The active thinking state is a key indicator for evaluating the quality of classroom teaching, reflecting the quality and level of students’ thinking activities during the learning process. To effectively assess this state, existing studies often infer students’ thinking levels indirectly through their performance in answering questions [1]. However, a standard that helps teachers to assess students’ thinking activity levels is needed [2]. Therefore, a group of educational psychologists proposed “Bloom’s Taxonomy” [3], and Krathwohl et al. extended the cognitive domain in this taxonomy to enable the classification of cognitive (thinking) levels of exercises [4]. In recent years, many researchers have used machine learning and deep learning technologies to realize automatic classification of the cognitive levels of exercises [5,6]. The BloomNet model, constructed by Waheed et al. based on the Transformer architecture, has further improved the classification accuracy of cognitive levels [7].

However, the above methods only allow for analysis from the perspective of exercises, ignoring students’ mastery of knowledge points [8] and their actual interactions with exercises [9]. Therefore, it is necessary to combine students’ cognitive levels with those of exercises to effectively characterize their thinking activity. Starting from students’ performance in answering questions, researchers have proposed many classical cognitive diagnostic models. For example, NeuralCDM [10] integrates neural networks to learn complex student–exercise interaction behaviors, while RCD [11] enables the unified modeling of interactions and structural relationships through a multi-layer student–exercise–concept relationship map.

However, these two methods still have shortcomings regarding modeling the active thinking state: (1) They fail to enable a combined analysis of students’ cognitive level and the thinking level of exercises; instead, they mostly measure the cognitive level of exercises according to their average difficulty, ignoring the content and level of the exercises [12]. (2) They lack the ability to effectively process Chinese exercises which combine code and text (such as code filling-in-the-blank questions), with the sparse semantic meaning and complex structure of code posing challenges for classification of the cognitive levels of exercises.
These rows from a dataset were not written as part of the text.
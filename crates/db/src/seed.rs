//! Demo data: 8 doctors across the six specializations, 10 patients, four
//! half-hour slots per doctor, and a handful of bookings. Safe to run twice;
//! everything that already exists is skipped.

use argon2::password_hash::{rand_core::OsRng, SaltString};
use argon2::{Argon2, PasswordHasher};
use chrono::{Duration, Utc};
use eyre::{eyre, Result};
use rand::seq::SliceRandom;
use sqlx::{Pool, Postgres};
use tracing::{info, warn};

use crate::models::{DbProvider, DbTimeSlot, DbUser};
use crate::repositories::{account, booking, provider, time_slot};

const DOCTORS: [(&str, &str, &str, &str); 8] = [
    ("dr_smith", "John", "Smith", "cardiologist"),
    ("dr_johnson", "Emily", "Johnson", "dermatologist"),
    ("dr_williams", "Michael", "Williams", "gynecologist"),
    ("dr_brown", "Sarah", "Brown", "dentist"),
    ("dr_davis", "David", "Davis", "therapist"),
    ("dr_wilson", "Anna", "Wilson", "pediatrician"),
    ("dr_lee", "James", "Lee", "cardiologist"),
    ("dr_taylor", "Maria", "Taylor", "dermatologist"),
];

const PATIENTS: [(&str, &str, &str, &str); 10] = [
    ("alice_k", "Alice", "Kim", "alice.kim@mail.com"),
    ("bob_m", "Bob", "Martinez", "bob.martinez@mail.com"),
    ("clara_n", "Clara", "Nguyen", "clara.nguyen@mail.com"),
    ("daniel_o", "Daniel", "O'Brien", "daniel.obrien@mail.com"),
    ("elena_p", "Elena", "Petrova", "elena.petrova@mail.com"),
    ("frank_r", "Frank", "Robinson", "frank.robinson@mail.com"),
    ("grace_s", "Grace", "Singh", "grace.singh@mail.com"),
    ("henry_t", "Henry", "Thompson", "henry.thompson@mail.com"),
    ("irene_u", "Irene", "Ueda", "irene.ueda@mail.com"),
    ("jack_v", "Jack", "Vasquez", "jack.vasquez@mail.com"),
];

pub async fn seed_demo_data(pool: &Pool<Postgres>, reset: bool) -> Result<()> {
    if reset {
        reset_demo_data(pool).await?;
    }

    let providers = create_doctors(pool).await?;
    let patients = create_patients(pool).await?;
    let slots = create_slots(pool, &providers).await?;
    create_bookings(pool, &patients, &slots).await?;

    info!("Done! Sample data is ready.");
    Ok(())
}

fn hash_password(password: &str) -> Result<String> {
    let salt = SaltString::generate(&mut OsRng);
    let hash = Argon2::default()
        .hash_password(password.as_bytes(), &salt)
        .map_err(|e| eyre!("Error hashing password: {}", e))?
        .to_string();
    Ok(hash)
}

async fn get_or_create_user(
    pool: &Pool<Postgres>,
    username: &str,
    email: &str,
    first_name: &str,
    last_name: &str,
    password: &str,
    role: &str,
) -> Result<(DbUser, bool)> {
    if let Some(user) = account::get_user_by_username(pool, username).await? {
        return Ok((user, false));
    }

    let user = account::create_user(
        pool,
        username,
        email,
        first_name,
        last_name,
        &hash_password(password)?,
        role,
    )
    .await?;

    Ok((user, true))
}

async fn create_doctors(pool: &Pool<Postgres>) -> Result<Vec<DbProvider>> {
    info!("--- Doctors ---");
    let mut providers = Vec::new();

    for (username, first, last, spec) in DOCTORS {
        let email = format!("{}@clinic.com", username);
        let (user, _) =
            get_or_create_user(pool, username, &email, first, last, "doctor123", "provider")
                .await?;

        let (record, created) = match provider::get_provider_by_user_id(pool, user.id).await? {
            Some(existing) => (existing, false),
            None => (
                provider::create_provider(pool, user.id, spec, None).await?,
                true,
            ),
        };

        info!(
            "  Dr. {} {} ({}) -- {}",
            first,
            last,
            spec,
            if created { "CREATED" } else { "exists" }
        );
        providers.push(record);
    }

    Ok(providers)
}

async fn create_patients(pool: &Pool<Postgres>) -> Result<Vec<DbUser>> {
    info!("--- Patients ---");
    let mut patients = Vec::new();

    for (username, first, last, email) in PATIENTS {
        let (user, created) =
            get_or_create_user(pool, username, email, first, last, "patient123", "patient")
                .await?;

        info!(
            "  {} {} ({}) -- {}",
            first,
            last,
            email,
            if created { "CREATED" } else { "exists" }
        );
        patients.push(user);
    }

    Ok(patients)
}

async fn create_slots(
    pool: &Pool<Postgres>,
    providers: &[DbProvider],
) -> Result<Vec<DbTimeSlot>> {
    info!("--- Time Slots ---");

    let base = (Utc::now() + Duration::days(1))
        .date_naive()
        .and_hms_opt(9, 0, 0)
        .ok_or_else(|| eyre!("Invalid base time for seed slots"))?
        .and_utc();

    let mut all_slots = Vec::new();

    for record in providers {
        let existing = time_slot::count_slots_by_provider(pool, record.id).await?;
        if existing >= 4 {
            info!(
                "  provider {} -- already has {} slots, skipping",
                record.id, existing
            );
            all_slots.extend(time_slot::list_slots_by_provider(pool, record.id).await?);
            continue;
        }

        // Four slots per doctor: 9:00, 11:00, 14:00, 16:00
        for hours in [0i64, 2, 5, 7] {
            let start = base + Duration::hours(hours);
            let slot =
                time_slot::create_time_slot(pool, record.id, start, start + Duration::minutes(30))
                    .await?;
            all_slots.push(slot);
        }
        info!("  provider {} -- 4 slots created", record.id);
    }

    Ok(all_slots)
}

async fn create_bookings(
    pool: &Pool<Postgres>,
    patients: &[DbUser],
    slots: &[DbTimeSlot],
) -> Result<()> {
    info!("--- Bookings ---");

    if booking::bookings_exist(pool).await? {
        info!("  Bookings already exist, skipping");
        return Ok(());
    }

    let mut available: Vec<&DbTimeSlot> = slots.iter().filter(|s| !s.is_booked).collect();
    let mut rng = rand::thread_rng();
    available.shuffle(&mut rng);

    let statuses = [
        "confirmed",
        "confirmed",
        "confirmed",
        "pending",
        "pending",
        "cancelled",
    ];

    let mut booked_count = 0;
    for (i, patient) in patients.iter().enumerate() {
        let Some(slot) = available.get(i) else {
            break;
        };
        let status = statuses
            .choose(&mut rng)
            .copied()
            .unwrap_or("pending");

        booking::create_booking(pool, patient.id, slot.id, status).await?;

        // Cancelled sample bookings leave the slot open.
        if status != "cancelled" {
            time_slot::set_booked(pool, slot.id, true).await?;
        }

        booked_count += 1;
        info!(
            "  {} {} -> slot {} ({}) -- {}",
            patient.first_name,
            patient.last_name,
            slot.id,
            slot.start_time.format("%b %d %H:%M"),
            status.to_uppercase()
        );
    }

    info!("  Total: {} bookings", booked_count);
    Ok(())
}

async fn reset_demo_data(pool: &Pool<Postgres>) -> Result<()> {
    warn!("Resetting sample data...");

    let usernames: Vec<String> = DOCTORS
        .iter()
        .map(|(u, ..)| u.to_string())
        .chain(PATIENTS.iter().map(|(u, ..)| u.to_string()))
        .collect();

    // FK cascades take bookings, slots, providers and profiles with the users.
    sqlx::query(
        r#"
        DELETE FROM users WHERE username = ANY($1)
        "#,
    )
    .bind(&usernames)
    .execute(pool)
    .await?;

    info!("  Cleared all sample doctors, patients, slots and bookings.");
    Ok(())
}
Inspired by the aforementioned studies, this paper proposes a model that characterizes the active thinking state of students by integrating the cognitive levels of Chinese mixed code–text exercises and the cognitive states of students. The Quantitative Relationship Cognitive Diagnosis Model (QRCDM) [13] is used to characterize students’ cognitive levels with respect to exercises, while the Chinese-FRLT model is simultaneously employed to obtain the cognitive levels of the exercises. Finally, these two components are combined through an attention mechanism to achieve accurate characterization of the students’ active thinking state. The specific research objectives are outlined below:

The first objective is to improve the robustness of cognitive level classification for exercises, enabling it to cope with noise and semantic distortions present in complex Chinese text.
The second objective is to solve the cognitive classification challenge for hybrid code-and-text exercises, thereby achieving a unified semantic understanding of both programming code and Chinese language.
The third objective is to create a multi-fused representation model of active thinking states by correlating exercise cognitive hierarchy with student cognitive states, resulting in a concrete state representation.
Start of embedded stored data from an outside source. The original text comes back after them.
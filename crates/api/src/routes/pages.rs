use axum::{routing::get, Router};
use std::sync::Arc;

use crate::{handlers, ApiState};

pub fn routes() -> Router<Arc<ApiState>> {
    Router::new()
        .route("/", get(handlers::browse::home))
        .route("/slots", get(handlers::browse::slots_page))
        .route(
            "/specialization/:name",
            get(handlers::browse::specialization_page),
        )
        .route(
            "/provider/:provider_id",
            get(handlers::browse::provider_detail),
        )
}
To address these research objectives, this study mainly makes the following contributions:

A new text classification framework with dual capabilities—namely, robustness to noise and context awareness—is proposed. This framework integrates FreeLB, Chinese-RoBERTa-wwm, and LSTM architectures, which addresses the problems of global semantic distortion and local structural sparsity of text classification models in long-text contexts, significantly enhancing the model’s robustness with complex linguistic phenomena and its ability for deep semantic understanding.
A text classification model based on improved Chinese-RoBERTa-wwm and TBCC is proposed. This model can fully learn and understand the problems of semantic sparsity and complex sentence structure in the code text of code-filling exercises, improving classification accuracy with exercise datasets, including mixed code texts.
A characterization method for an active thinking state that integrates students’ cognitive states and the cognitive level of exercises is proposed. This method analyzes the correlation between the two dimensions—namely, students’ cognitive states and the cognitive level of exercises—and enables a concrete numerical evaluation of students’ active thinking levels during classroom learning.
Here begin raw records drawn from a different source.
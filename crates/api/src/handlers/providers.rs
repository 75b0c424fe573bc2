use axum::{
    extract::{Path, State},
    http::StatusCode,
    Json,
};
use std::sync::Arc;
use uuid::Uuid;

use careslot_core::{
    errors::BookingError,
    models::api::{CreatedResponse, StatusResponse},
    models::provider::{
        CreateProviderRequest, ProviderResponse, Specialization, UpdateProviderRequest,
    },
};

use crate::{middleware::error_handling::AppError, ApiState};

#[axum::debug_handler]
pub async fn list_providers(
    State(state): State<Arc<ApiState>>,
) -> Result<Json<Vec<ProviderResponse>>, AppError> {
    let providers = careslot_db::repositories::provider::list_providers(&state.db_pool).await?;

    let mut out = Vec::with_capacity(providers.len());
    for provider in providers {
        out.push(ProviderResponse {
            id: provider.id,
            username: provider.username,
            specialization: provider
                .specialization
                .parse()
                .map_err(|e: String| BookingError::Database(eyre::eyre!(e)))?,
        });
    }

    Ok(Json(out))
}

#[axum::debug_handler]
pub async fn get_provider(
    State(state): State<Arc<ApiState>>,
    Path(provider_id): Path<Uuid>,
) -> Result<Json<ProviderResponse>, AppError> {
    let provider = careslot_db::repositories::provider::get_provider_detail_by_id(
        &state.db_pool,
        provider_id,
    )
    .await?
    .ok_or_else(|| {
        BookingError::NotFound(format!("Provider with ID {} not found", provider_id))
    })?;

    Ok(Json(ProviderResponse {
        id: provider.id,
        username: provider.username,
        specialization: provider
            .specialization
            .parse()
            .map_err(|e: String| BookingError::Database(eyre::eyre!(e)))?,
    }))
}

#[axum::debug_handler]
pub async fn create_provider(
    State(state): State<Arc<ApiState>>,
    Json(payload): Json<CreateProviderRequest>,
) -> Result<(StatusCode, Json<CreatedResponse>), AppError> {
    // The specialization must come from the fixed enumeration.
    let specialization: Specialization = payload
        .specialization
        .parse()
        .map_err(BookingError::Validation)?;

    careslot_db::repositories::account::get_user_by_id(&state.db_pool, payload.user_id)
        .await?
        .ok_or_else(|| {
            BookingError::NotFound(format!("User with ID {} not found", payload.user_id))
        })?;

    let provider = careslot_db::repositories::provider::create_provider(
        &state.db_pool,
        payload.user_id,
        specialization.as_str(),
        None,
    )
    .await?;

    Ok((StatusCode::CREATED, Json(CreatedResponse::new(provider.id))))
}

#[axum::debug_handler]
pub async fn update_provider(
    State(state): State<Arc<ApiState>>,
    Path(provider_id): Path<Uuid>,
    Json(payload): Json<UpdateProviderRequest>,
) -> Result<Json<StatusResponse>, AppError> {
    careslot_db::repositories::provider::get_provider_by_id(&state.db_pool, provider_id)
        .await?
        .ok_or_else(|| {
            BookingError::NotFound(format!("Provider with ID {} not found", provider_id))
        })?;

    let specialization = match &payload.specialization {
        Some(raw) => Some(
            raw.parse::<Specialization>()
                .map_err(BookingError::Validation)?,
        ),
        None => None,
    };

    careslot_db::repositories::provider::update_provider(
        &state.db_pool,
        provider_id,
        specialization.map(|s| s.as_str()),
        payload.photo_url.as_deref(),
    )
    .await?;

    Ok(Json(StatusResponse::new("updated")))
}

#[axum::debug_handler]
pub async fn delete_provider(
    State(state): State<Arc<ApiState>>,
    Path(provider_id): Path<Uuid>,
) -> Result<Json<StatusResponse>, AppError> {
    careslot_db::repositories::provider::get_provider_by_id(&state.db_pool, provider_id)
        .await?
        .ok_or_else(|| {
            BookingError::NotFound(format!("Provider with ID {} not found", provider_id))
        })?;

    careslot_db::repositories::provider::delete_provider(&state.db_pool, provider_id).await?;

    Ok(Json(StatusResponse::new("deleted")))
}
The rest of this paper is organized as follows: Section 2 provides a brief overview of the related work. Section 3 provides a detailed introduction to the model for characterization the thinking active states. Section 4 showcases the experimental results and analyzes the reliability of the proposed algorithm. Section 5 provides a summary of the paper.

2. Related Work

In the Chinese sentiment analysis task, Cui et al. [14] improved the BERT model by proposing the whole-word masking (wwm) strategy, in which complete Chinese words are masked. This significantly improved the performance of BERT in Chinese multicategory sentiment classification, especially in the processing of fine-grained sentiment classification, when compared with the traditional word-level masking strategy. However, the BERT model only uses textual semantic information for text classification and does not fully utilize other feature information. Therefore, Xu [15] proposed a Chinese text categorization method that combines semantic and structural information, effectively fusing the Chinese-BERTology-wwm and GCN models through cross-entropy and hinge loss, which demonstrated good results on publicly available datasets of Chinese sentiment and news headline text. Regarding innovations in model infrastructure, Benjamin et al. [16] have recently explored a text classification framework based on ModernBERT. This framework, leveraging its deep sparse activation mechanism and more modern pre-training strategies, demonstrated exceptional generalization ability and robustness in long-text understanding and cross-domain transfer tasks. On the other hand, to optimize the efficiency and performance of the attention mechanism itself, Sun et al. [17] proposed a grouped-head latent attention model. By grouping attention heads and performing computations in a low-dimensional latent space, the model effectively reduces computational complexity and achieves a better balance between accuracy and speed on long-sequence text classification and machine translation datasets.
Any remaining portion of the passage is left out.